I have a 27-year-old female, extended-wear soft contact lens wearer, who presented to my office today with a 2-week history of a red, irritated, photophobic, watery right eye.

She removed her contact lens this morning and has been using Visine QID x 1 week without relief of symptoms. She takes no medications and has no pertinent health history.

Objective

Next, summarize your pertinent exam findings, omitting non-essential information.

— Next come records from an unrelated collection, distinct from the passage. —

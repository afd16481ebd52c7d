//! Exact symbolic manipulation of algebraic expressions.
//!
//! Expressions are parsed from text with a [`Registry`] of known names, then simplified,
//! differentiated or rewritten by substitution. All arithmetic on numbers is exact: numbers are
//! [`Rational`]s over arbitrary-precision integers, so `0.1 + 0.2` simplifies to exactly `3/10`.
//!
//! ```
//! use sym_compute::{
//!     derivative::differentiate,
//!     expr::Variable,
//!     grammar::parse_expression,
//!     registry::Registry,
//!     simplify::simplify,
//! };
//!
//! let x = Variable::new("x").unwrap();
//! let mut registry = Registry::default();
//! registry.add_variable(x.clone());
//!
//! let expr = parse_expression("x ^ 3 + sin(x)", &registry).unwrap();
//! let derivative = simplify(&differentiate(&expr, &x).unwrap()).unwrap();
//! assert_eq!(derivative.to_string(), "3 * x ^ 2 + cos(x)");
//! ```
//!
//! Every transformation builds a new tree; expressions are never modified in place.
//!
//! # Features
//!
//! - `numerical` (default): floating-point approximation of expressions, in [`approximate`].
//! - `serde`: serialization of [`Rational`] and of the constant and operator tags.

#[cfg(feature = "numerical")]
pub mod approximate;
pub mod derivative;
pub mod expr;
pub mod function;
pub mod grammar;
pub mod rational;
pub mod registry;
pub mod simplify;
pub mod substitute;
pub mod visit;

pub use derivative::differentiate;
pub use expr::{Expr, Variable};
pub use grammar::parse_expression;
pub use rational::Rational;
pub use registry::Registry;
pub use simplify::simplify;
pub use substitute::Substitution;
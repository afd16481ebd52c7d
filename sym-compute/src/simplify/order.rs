//! The canonical order of factors inside a term.

use crate::{expr::Expr, function::Operator};
use std::cmp::Ordering;

/// The kind of a node, in canonical order.
fn rank(expr: &Expr) -> u8 {
    match expr {
        Expr::Number(_) => 0,
        Expr::Constant(_) => 1,
        Expr::Variable(_) => 2,
        Expr::Function(_) => 3,
    }
}

/// Splits a power into its base and exponent.
fn as_power(expr: &Expr) -> Option<(&Expr, &Expr)> {
    match expr.as_operator()? {
        (Operator::Power, [base, exponent]) => Some((base, exponent)),
        _ => None,
    }
}

/// Compares two factor bases.
///
/// Numbers come first, then constants, then variables by id, then functions by name and then by
/// arguments. A power `b ^ e` is ordered by its base `b`, right after `b` itself.
pub fn compare(lhs: &Expr, rhs: &Expr) -> Ordering {
    match (as_power(lhs), as_power(rhs)) {
        (Some((lhs_base, lhs_exp)), Some((rhs_base, rhs_exp))) => {
            return compare(lhs_base, rhs_base).then_with(|| compare(lhs_exp, rhs_exp));
        },
        (Some((lhs_base, _)), None) => return compare(lhs_base, rhs).then(Ordering::Greater),
        (None, Some((rhs_base, _))) => return compare(lhs, rhs_base).then(Ordering::Less),
        (None, None) => {},
    }

    match (lhs, rhs) {
        (Expr::Number(lhs), Expr::Number(rhs)) => lhs.total_cmp(rhs),
        (Expr::Constant(lhs), Expr::Constant(rhs)) => lhs.cmp(rhs),
        (Expr::Variable(lhs), Expr::Variable(rhs)) => lhs.cmp(rhs),
        (Expr::Function(lhs), Expr::Function(rhs)) => lhs.function().name()
            .cmp(rhs.function().name())
            .then_with(|| {
                lhs.args()
                    .iter()
                    .zip(rhs.args())
                    .map(|(lhs, rhs)| compare(lhs, rhs))
                    .find(|ordering| ordering.is_ne())
                    .unwrap_or_else(|| lhs.args().len().cmp(&rhs.args().len()))
            }),
        _ => rank(lhs).cmp(&rank(rhs)),
    }
}

#[cfg(test)]
mod tests {
    use pretty_assertions::assert_eq;
    use crate::{
        expr::{Constant, Variable},
        function::Builtin,
    };

    use super::*;

    fn var(name: &str) -> Expr {
        Expr::from(Variable::new(name).unwrap())
    }

    #[test]
    fn kinds_in_order() {
        let mut factors = vec![
            Expr::builtin(Builtin::Sin, vec![var("x")]),
            var("y"),
            Expr::from(Constant::Pi),
            var("x"),
            Expr::from(2),
        ];
        factors.sort_by(compare);
        let rendered = factors.iter().map(ToString::to_string).collect::<Vec<_>>();
        assert_eq!(rendered, ["2", "pi", "x", "y", "sin(x)"]);
    }

    #[test]
    fn powers_follow_their_base() {
        let x = var("x");
        let power = x.clone().pow(var("n"));
        assert_eq!(compare(&x, &power), Ordering::Less);
        assert_eq!(compare(&power, &var("y")), Ordering::Less);
        assert_eq!(compare(&power, &power.clone()), Ordering::Equal);
    }

    #[test]
    fn functions_by_name_then_arguments() {
        let cos = Expr::builtin(Builtin::Cos, vec![var("y")]);
        let sin_x = Expr::builtin(Builtin::Sin, vec![var("x")]);
        let sin_y = Expr::builtin(Builtin::Sin, vec![var("y")]);
        assert_eq!(compare(&cos, &sin_x), Ordering::Less);
        assert_eq!(compare(&sin_x, &sin_y), Ordering::Less);
    }
}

My exam showed mild lid edema and mild blepharitis, grade 1+ conjunctival injection (mostly superior-nasally), and a 1.5x3 mm focal infiltrate in the mid-periphery at 2 o’clock. There is clear cornea between the infiltrate and the limbus. There is staining over the infiltrate. No associated stromal edema. Central cornea is clear. AC shows a rare cell, no hypopyon. Lid eversion shows mild injection on the palpebral conjunctiva, no follicles or papillae. All other findings are normal. The left eye shows mild blepharitis, and is otherwise unremarkable.

Assessment and Plan

Provide your own assessment and treatment plan:

I think she most likely has marginal keratitis, but her history of EWSCLs and the fact that the infiltrate stains does concern me. My differential diagnoses are bacterial keratitis and possibly Acanthamoeba or fungal infection. I doubt it’s herpetic. I was planning on starting her on Vigamox q2h and seeing her again tomorrow, but if it’s truly a marginal infiltrate, shouldn’t I be putting her on a steroid? If I put her on a steroid and it turns out she has Acanthamoeba or a fungal infection, could she go blind? Does this patient need to be seen at PCLI?

Response

With the above case presentation, my response and recommendation would be:

Great job! I agree with your diagnosis. You’ve done everything right and have thought about the case from all angles. Your treatment plan seems appropriate. If the patient needs it, consider adding a mild steroid once the epithelium is intact. They absolutely do not need to battle rush hour traffic to get to PCLI to receive the same diagnosis and treatment plan.

Conclusion

This is very typical of the phone consults we are happy to provide. The practitioner thought through all the angles and devised an appropriate treatment plan. They had legitimate concerns about their patient’s long-term prognosis and potential loss of visual function, and needed reassurance that they were on the right track. And, if things headed south, they were confident a back-up system was in place.

We are here to support you, your patients and your practice. Whether you feel like you are in over your head, or just need a little reassurance, our entire team of optometric physicians is happy to help. This type of comanaged care is an important part of our service at PCLI.

After Hours

Whether you cover after hour emergencies via cell phone, pager or a local call group, PCLI technicians and doctors are available 24/7 to back you up. If you have an urgent case after office hours, dial any of our offices and a recording will give you the on-call tech’s cell phone number. They can connect you with an optometric physician.